La última confrontación, con motivo de la crisis de Ucrania que llevó las relaciones entre Rusia y la Unión Europea (UE) a la interioridad de la Guerra Fría, aunque los últimos movimientos del presidente francés, Emmanuel Macron, sorprendentes para muchos, parecen querer acercar a Europa y Vladimir Putin.
En julio de 1961, un fuerte rumor caló hondo en Europa Occidental. Los servicios secretos y los periodistas internacionales aseguraron que el gobierno de la RDA se preparaba para levantar un muro fronterizo para evitar la fuga de miles de alemanes rumbo a Occidente.
“Nadie tiene intención de construir un muro en Berlín”, afirmó indignado ante la prensa Walter Ulbricht, el jefe de Estado de la RDA, un mes y medio antes de que los berlineses se despertaran, un caluroso domingo de agosto de 1961, para observar cómo miles de soldados tendían kilómetros a alambres de púas.
Era el comienzo de la construcción de lo que el gobierno comunista llamó el “Muro de Protección Antifascista”. Operación secreta que tenía como nombre clave “Rosa” para evitar, con desesperación, el colapso de la Alemania Oriental.
El economista Robert Theobald, en la edición en castellano de su interesante trabajo titulado Los ricos y los pobres, afirmó: “A principios de los años 50, miles de personas trabajaban por el día al oeste de la ciudad, que albergaba empresas más numerosas y modernas, y regresaban al anochecer a los barrios orientales donde los alquileres eran más bajos. Conforme aumentaba la brecha entre ambos mundos, muchos de estos trabajadores se afincaron en el lado rico de Berlín. Entre 1949 y agosto de 1961, cerca de 2,7 millones de alemanes orientales, lo que representaba 15% de su población, huyeron del paraíso en la tierra que, así lo juraban los soviéticos, era el socialismo”.

Theobald describió: “La mayoría eran trabajadores cualificados, estudiantes recién graduados y agricultores que temían la colectivización de la producción agrícola. La situación se volvió insostenible en abril de 1961, cuando 30 mil personas cruzaron la frontera en un solo mes”.
Ulbricht pidió ayuda al jefe de la URSS en el momento más caliente de la Guerra Fría. Nikita Kruschev se limitó a prometer más dinero, más ayuda económica para compensar la fuga migratoria.
Ulbricht lo consideró insuficiente y, en una de las muchas veces que disintió del ruso, ordenó iniciar la “Operación Rosa” sin esperar autorización del Kremlin, al que no le quedó más remedio que sumarse al plan cuando ya estaba en marcha. “Aunque, con el tiempo, Kruschev se atribuyera la radical resolución para Berlín, el soviético dio su plácet a la planificación de Ulbricht”, recuerda Ricardo Martín de la Guardia, profesor de Historia Contemporánea de la Universidad de Valladolid y ex director del Instituto de Estudios Europeos en su libro La caída del Muro de Berlín (La Esfera de los libros, 2019)

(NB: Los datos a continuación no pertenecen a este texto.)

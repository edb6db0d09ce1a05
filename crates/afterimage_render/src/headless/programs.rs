//! CPU kernels for the built-in programs
//!
//! A kernel shades one fragment: it gets the fragment's uv, the sampled
//! textures and the bound uniforms, and returns an RGBA color. Sampling is
//! nearest-texel with clamp-to-edge addressing.

use std::collections::BTreeMap;
use std::sync::Arc;

use crate::pass::builtin::program;
use crate::pass::SOURCE_SAMPLER;
use crate::resource::UniformValue;

/// Fragment shader stand-in
pub type Kernel = Arc<dyn Fn(&Fragment<'_>) -> [f32; 4] + Send + Sync>;

/// Texel snapshot of a bound texture
#[derive(Clone, Debug)]
pub struct Sampled {
    pub width: u32,
    pub height: u32,
    pub texels: Vec<[f32; 4]>,
}

impl Sampled {
    pub fn texel(&self, x: i64, y: i64) -> [f32; 4] {
        let x = x.clamp(0, self.width as i64 - 1) as usize;
        let y = y.clamp(0, self.height as i64 - 1) as usize;
        self.texels[y * self.width as usize + x]
    }

    pub fn sample(&self, uv: [f32; 2]) -> [f32; 4] {
        let x = (uv[0] * self.width as f32).floor() as i64;
        let y = (uv[1] * self.height as f32).floor() as i64;
        self.texel(x, y)
    }
}

/// Inputs of one fragment invocation
pub struct Fragment<'a> {
    pub uv: [f32; 2],
    pub x: u32,
    pub y: u32,
    pub width: u32,
    pub height: u32,
    pub(crate) samplers: &'a BTreeMap<String, Sampled>,
    pub(crate) uniforms: &'a BTreeMap<String, UniformValue>,
}

impl<'a> Fragment<'a> {
    /// Sample a bound texture; unbound samplers read transparent black
    pub fn sample(&self, sampler: &str, uv: [f32; 2]) -> [f32; 4] {
        self.samplers
            .get(sampler)
            .map_or([0.0; 4], |s| s.sample(uv))
    }

    pub fn sampled(&self, sampler: &str) -> Option<&Sampled> {
        self.samplers.get(sampler)
    }

    pub fn float(&self, name: &str, default: f32) -> f32 {
        self.uniforms.get(name).map_or(default, |v| v.as_f32())
    }

    pub fn vec2(&self, name: &str, default: [f32; 2]) -> [f32; 2] {
        self.uniforms.get(name).map_or(default, |v| {
            let v = v.as_vec4();
            [v[0], v[1]]
        })
    }

    pub fn vec4(&self, name: &str, default: [f32; 4]) -> [f32; 4] {
        self.uniforms.get(name).map_or(default, |v| v.as_vec4())
    }

    pub fn int(&self, name: &str, default: i32) -> i32 {
        match self.uniforms.get(name) {
            Some(UniformValue::Int(v)) => *v,
            Some(other) => other.as_f32() as i32,
            None => default,
        }
    }

    fn source(&self) -> [f32; 4] {
        self.sample(SOURCE_SAMPLER, self.uv)
    }
}

/// Kernels for every built-in program
pub fn builtin_kernels() -> BTreeMap<String, Kernel> {
    let mut kernels: BTreeMap<String, Kernel> = BTreeMap::new();
    kernels.insert(program::PASS_THROUGH.into(), Arc::new(pass_through));
    kernels.insert(program::GRAYSCALE.into(), Arc::new(grayscale));
    kernels.insert(program::TONE_MAPPING.into(), Arc::new(tone_mapping));
    kernels.insert(program::VIGNETTE.into(), Arc::new(vignette));
    kernels.insert(program::CHROMATIC_ABERRATION.into(), Arc::new(chromatic_aberration));
    kernels.insert(program::BLUR.into(), Arc::new(blur));
    kernels.insert(program::EMISSIVE_EXTRACT.into(), Arc::new(emissive_extract));
    kernels.insert(program::GLOW_MERGE.into(), Arc::new(glow_merge));
    kernels.insert(program::HIGHLIGHT_MERGE.into(), Arc::new(highlight_merge));
    kernels
}

fn pass_through(f: &Fragment<'_>) -> [f32; 4] {
    f.source()
}

fn luminance(c: [f32; 4]) -> f32 {
    0.2126 * c[0] + 0.7152 * c[1] + 0.0722 * c[2]
}

fn mix(a: f32, b: f32, t: f32) -> f32 {
    a + (b - a) * t
}

fn grayscale(f: &Fragment<'_>) -> [f32; 4] {
    let c = f.source();
    let l = luminance(c);
    let t = f.float("degree", 1.0);
    [mix(c[0], l, t), mix(c[1], l, t), mix(c[2], l, t), c[3]]
}

fn tone_mapping(f: &Fragment<'_>) -> [f32; 4] {
    let c = f.source();
    let exposure = f.float("exposure", 1.0);
    let op = f.int("operator", 2);

    fn hable(x: f32) -> f32 {
        let (a, b, c, d, e, f) = (0.15, 0.50, 0.10, 0.20, 0.02, 0.30);
        ((x * (a * x + c * b) + d * e) / (x * (a * x + b) + d * f)) - e / f
    }

    let map = |v: f32| -> f32 {
        let x = v * exposure;
        match op {
            0 => x / (x + 1.0),
            1 => hable(x) / hable(11.2),
            _ => ((x * (2.51 * x + 0.03)) / (x * (2.43 * x + 0.59) + 0.14)).clamp(0.0, 1.0),
        }
    };
    [map(c[0]), map(c[1]), map(c[2]), c[3]]
}

fn vignette(f: &Fragment<'_>) -> [f32; 4] {
    let c = f.source();
    let center = f.vec2("vignetteCenter", [0.5, 0.5]);
    let weight = f.float("vignetteWeight", 1.5);
    let stretch = f.float("vignetteStretch", 0.0);
    let color = f.vec4("vignetteColor", [0.0, 0.0, 0.0, 1.0]);

    let ox = ((f.uv[0] - center[0]) * 2.0).abs();
    let oy = ((f.uv[1] - center[1]) * 2.0).abs();
    let sx = ox * (1.0 + stretch * oy);
    let sy = oy * (1.0 + stretch * ox);
    let distance = (sx * sx + sy * sy) * 0.5;
    let factor = (1.0 - weight * distance).clamp(0.0, 1.0);

    [
        mix(color[0], c[0], factor),
        mix(color[1], c[1], factor),
        mix(color[2], c[2], factor),
        c[3],
    ]
}

fn chromatic_aberration(f: &Fragment<'_>) -> [f32; 4] {
    let amount = f.float("aberrationAmount", 30.0);
    let radial_intensity = f.float("radialIntensity", 0.0);
    let center = f.vec2("centerPosition", [0.5, 0.5]);
    let screen = f.vec2("screenSize", [f.width as f32, f.height as f32]);
    let mut direction = f.vec2("direction", [0.0, 0.0]);

    let radial = [f.uv[0] - center[0], f.uv[1] - center[1]];
    let radial_len = (radial[0] * radial[0] + radial[1] * radial[1]).sqrt();
    if direction == [0.0, 0.0] {
        if radial_len > 0.0 {
            direction = [radial[0] / radial_len, radial[1] / radial_len];
        } else {
            direction = [0.0, 0.0];
        }
    }
    let falloff = 1.0 + radial_intensity * radial_len;
    let offset = [
        direction[0] * amount * falloff / screen[0].max(1.0),
        direction[1] * amount * falloff / screen[1].max(1.0),
    ];

    let r = f.sample(SOURCE_SAMPLER, [f.uv[0] + offset[0], f.uv[1] + offset[1]]);
    let center_texel = f.source();
    let b = f.sample(SOURCE_SAMPLER, [f.uv[0] - offset[0], f.uv[1] - offset[1]]);
    [r[0], center_texel[1], b[2], center_texel[3]]
}

/// Gaussian weights for a kernel measured in texels
pub fn gaussian_weights(kernel: f32) -> Vec<f32> {
    let radius = (kernel * 0.5).ceil().clamp(1.0, 64.0) as i32;
    let sigma = (radius as f32 * 0.5).max(0.5);
    let mut weights: Vec<f32> = (-radius..=radius)
        .map(|i| {
            let x = i as f32;
            (-(x * x) / (2.0 * sigma * sigma)).exp()
        })
        .collect();
    let sum: f32 = weights.iter().sum();
    for w in &mut weights {
        *w /= sum;
    }
    weights
}

fn blur(f: &Fragment<'_>) -> [f32; 4] {
    let Some(source) = f.sampled(SOURCE_SAMPLER) else {
        return [0.0; 4];
    };
    let direction = f.vec2("direction", [1.0, 0.0]);
    let texel = f.vec2(
        "texelSize",
        [1.0 / source.width as f32, 1.0 / source.height as f32],
    );
    let weights = gaussian_weights(f.float("kernel", 16.0));
    let radius = (weights.len() / 2) as i32;

    let mut out = [0.0f32; 4];
    for (k, w) in weights.iter().enumerate() {
        let i = (k as i32 - radius) as f32;
        let uv = [
            f.uv[0] + direction[0] * texel[0] * i,
            f.uv[1] + direction[1] * texel[1] * i,
        ];
        let s = source.sample(uv);
        for c in 0..4 {
            out[c] += s[c] * w;
        }
    }
    out
}

fn emissive_extract(f: &Fragment<'_>) -> [f32; 4] {
    let emissive = f.sample("emissiveSampler", f.uv);
    let color = f.vec4("emissiveColor", [1.0; 4]);
    let intensity = f.float("glowIntensity", 1.0);
    let color_only = f.float("colorOnly", 0.0);

    let mut out = [0.0; 4];
    for c in 0..3 {
        let textured = emissive[c] * color[c];
        let flat = color[c] * emissive[3];
        out[c] = mix(textured, flat, color_only) * intensity;
    }
    out[3] = emissive[3] * color[3];
    out
}

fn glow_merge(f: &Fragment<'_>) -> [f32; 4] {
    let level1 = f.source();
    let level2 = f.sample("textureSampler2", f.uv);
    let intensity = f.float("intensity", 1.0);
    let ldr = f.float("ldrMerge", 0.0) > 0.5;

    let mut out = [0.0, 0.0, 0.0, 1.0];
    for c in 0..3 {
        let v = (level1[c] + level2[c]) * intensity;
        out[c] = if ldr { v.clamp(0.0, 1.0) } else { v };
    }
    out
}

fn highlight_merge(f: &Fragment<'_>) -> [f32; 4] {
    let blurred = f.source();
    let intensity = f.float("intensity", 1.0);
    let coverage = blurred[3].clamp(0.0, 1.0);
    let inv = 1.0 / coverage.max(1e-4);
    [
        blurred[0] * inv,
        blurred[1] * inv,
        blurred[2] * inv,
        (coverage * intensity).clamp(0.0, 1.0),
    ]
}

#[cfg(test)]
mod tests {
    use super::*;

    fn fragment<'a>(
        samplers: &'a BTreeMap<String, Sampled>,
        uniforms: &'a BTreeMap<String, UniformValue>,
        uv: [f32; 2],
    ) -> Fragment<'a> {
        Fragment {
            uv,
            x: 0,
            y: 0,
            width: 4,
            height: 4,
            samplers,
            uniforms,
        }
    }

    fn solid(color: [f32; 4]) -> Sampled {
        Sampled {
            width: 4,
            height: 4,
            texels: vec![color; 16],
        }
    }

    #[test]
    fn test_gaussian_weights_normalized() {
        for kernel in [1.0, 8.0, 32.0, 500.0] {
            let weights = gaussian_weights(kernel);
            let sum: f32 = weights.iter().sum();
            assert!((sum - 1.0).abs() < 1e-5);
            assert_eq!(weights.len() % 2, 1);
        }
        assert_eq!(gaussian_weights(500.0).len(), 129);
    }

    #[test]
    fn test_blur_preserves_uniform_image() {
        let mut samplers = BTreeMap::new();
        samplers.insert(SOURCE_SAMPLER.to_string(), solid([0.25, 0.5, 0.75, 1.0]));
        let uniforms = BTreeMap::new();
        let out = blur(&fragment(&samplers, &uniforms, [0.1, 0.9]));
        for (a, b) in out.iter().zip([0.25, 0.5, 0.75, 1.0]) {
            assert!((a - b).abs() < 1e-5);
        }
    }

    #[test]
    fn test_grayscale_luminance() {
        let mut samplers = BTreeMap::new();
        samplers.insert(SOURCE_SAMPLER.to_string(), solid([1.0, 0.0, 0.0, 1.0]));
        let uniforms = BTreeMap::new();
        let out = grayscale(&fragment(&samplers, &uniforms, [0.5, 0.5]));
        assert!((out[0] - 0.2126).abs() < 1e-6);
        assert_eq!(out[0], out[1]);
        assert_eq!(out[3], 1.0);
    }

    #[test]
    fn test_vignette_darkens_corners_only() {
        let mut samplers = BTreeMap::new();
        samplers.insert(SOURCE_SAMPLER.to_string(), solid([1.0, 1.0, 1.0, 1.0]));
        let uniforms = BTreeMap::new();
        let center = vignette(&fragment(&samplers, &uniforms, [0.5, 0.5]));
        let corner = vignette(&fragment(&samplers, &uniforms, [0.0, 0.0]));
        assert_eq!(center[0], 1.0);
        assert!(corner[0] < 0.5);
    }

    #[test]
    fn test_glow_merge_zero_intensity() {
        let mut samplers = BTreeMap::new();
        samplers.insert(SOURCE_SAMPLER.to_string(), solid([1.0, 1.0, 1.0, 1.0]));
        samplers.insert("textureSampler2".to_string(), solid([1.0, 1.0, 1.0, 1.0]));
        let mut uniforms = BTreeMap::new();
        uniforms.insert("intensity".to_string(), UniformValue::Float(0.0));
        let out = glow_merge(&fragment(&samplers, &uniforms, [0.5, 0.5]));
        assert_eq!(&out[..3], &[0.0, 0.0, 0.0]);
    }

    #[test]
    fn test_unbound_sampler_reads_black() {
        let samplers = BTreeMap::new();
        let uniforms = BTreeMap::new();
        assert_eq!(pass_through(&fragment(&samplers, &uniforms, [0.5, 0.5])), [0.0; 4]);
    }
}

La noche del 12 al 13 de agosto de 1961 Ulbricht convocó de urgencia en su residencia de Wandlitz, a pocos kilómetros de Berlín, a los halcones del Partido con responsabilidades en el Estado. Allí, previo juramento de lealtad y compromiso, les comunicó el cierre de la frontera.
El silencio y el estupor reinaron en la sala. Los asistentes comprobaron que no se trataba de una broma cuando rumbo a sus hogares se cruzaron con cientos de camiones y de tanques soviéticos ocupando las calles. Muchos de los jerarcas se vieron en la obligación de identificarse en los retenes más allá de las escoltas que protegían sus autos blindados.

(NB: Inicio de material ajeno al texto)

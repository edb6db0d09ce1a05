//! Observer lists
//!
//! Passes and effect layers announce lifecycle points ("activate", "apply",
//! "before compose", ...) to user callbacks. Callbacks run synchronously, in
//! registration order, and are removed through the handle returned when they
//! were added. There is no global dispatcher: each object owns its lists.

use alloc::boxed::Box;
use alloc::collections::BTreeMap;
use alloc::vec::Vec;
use core::fmt;

/// Handle returned by `add`, used to remove the callback later
#[derive(Clone, Copy, Debug, PartialEq, Eq, PartialOrd, Ord, Hash)]
pub struct ObserverHandle(pub u64);

/// Observer callback; receives the event payload mutably so it can feed
/// values back to the notifier (e.g. per-frame uniforms)
pub type Observer<E> = Box<dyn FnMut(&mut E) + Send>;

struct Entry<E> {
    handle: ObserverHandle,
    callback: Observer<E>,
}

/// Callback lists keyed by event name.
///
/// Handles are unique across all keys, so `remove` does not need to know
/// which event a callback was registered for.
pub struct ObserverRegistry<K: Ord + Copy, E> {
    lists: BTreeMap<K, Vec<Entry<E>>>,
    next_handle: u64,
}

impl<K: Ord + Copy, E> ObserverRegistry<K, E> {
    pub fn new() -> Self {
        Self {
            lists: BTreeMap::new(),
            next_handle: 1,
        }
    }

    /// Register a callback for `event`
    pub fn add<F>(&mut self, event: K, callback: F) -> ObserverHandle
    where
        F: FnMut(&mut E) + Send + 'static,
    {
        let handle = ObserverHandle(self.next_handle);
        self.next_handle += 1;
        self.lists.entry(event).or_default().push(Entry {
            handle,
            callback: Box::new(callback),
        });
        handle
    }

    /// Remove a callback from whichever event it was registered on
    pub fn remove(&mut self, handle: ObserverHandle) -> bool {
        for list in self.lists.values_mut() {
            if let Some(pos) = list.iter().position(|e| e.handle == handle) {
                list.remove(pos);
                return true;
            }
        }
        false
    }

    /// Invoke the callbacks registered for `event`, in registration order
    pub fn notify(&mut self, event: K, payload: &mut E) {
        if let Some(list) = self.lists.get_mut(&event) {
            for entry in list.iter_mut() {
                (entry.callback)(payload);
            }
        }
    }

    pub fn has_observers(&self, event: K) -> bool {
        self.lists.get(&event).map_or(false, |l| !l.is_empty())
    }

    /// Number of callbacks registered for `event`
    pub fn count(&self, event: K) -> usize {
        self.lists.get(&event).map_or(0, |l| l.len())
    }

    pub fn clear(&mut self) {
        self.lists.clear();
    }
}

impl<K: Ord + Copy, E> Default for ObserverRegistry<K, E> {
    fn default() -> Self {
        Self::new()
    }
}

impl<K: Ord + Copy + fmt::Debug, E> fmt::Debug for ObserverRegistry<K, E> {
    fn fmt(&self, f: &mut fmt::Formatter<'_>) -> fmt::Result {
        let mut map = f.debug_map();
        for (key, list) in &self.lists {
            map.entry(key, &list.len());
        }
        map.finish()
    }
}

Fueron millares los albañiles, policías y soldados, muchos reclutados a la fuerza, los participaron esa noche en la instalación de alambradas de púas y barreras fabricadas con farolas y vías de tranvía para separar Berlín en dos. Se eligió un sábado por la noche para evitar que, a la luz del día, se produjera una estampida hacia el oeste o que se repitieran los disturbios de 1953.
Uno de los voceros del gobierno explicó por radio que era una medida provisional y un ejercicio militar de autodefensa ante la posibilidad de una invasión capitalista. El toque de queda transitorio se prolongó en el tiempo.
Efraín U. Bischoff, el histórico columnista de Comercio y Justicia, cruzó el alambrado tiempo después. Sus descripciones llenaban de zozobra e inquietud. En su estilo, afirmaba que Berlín había sido condenada a muerte.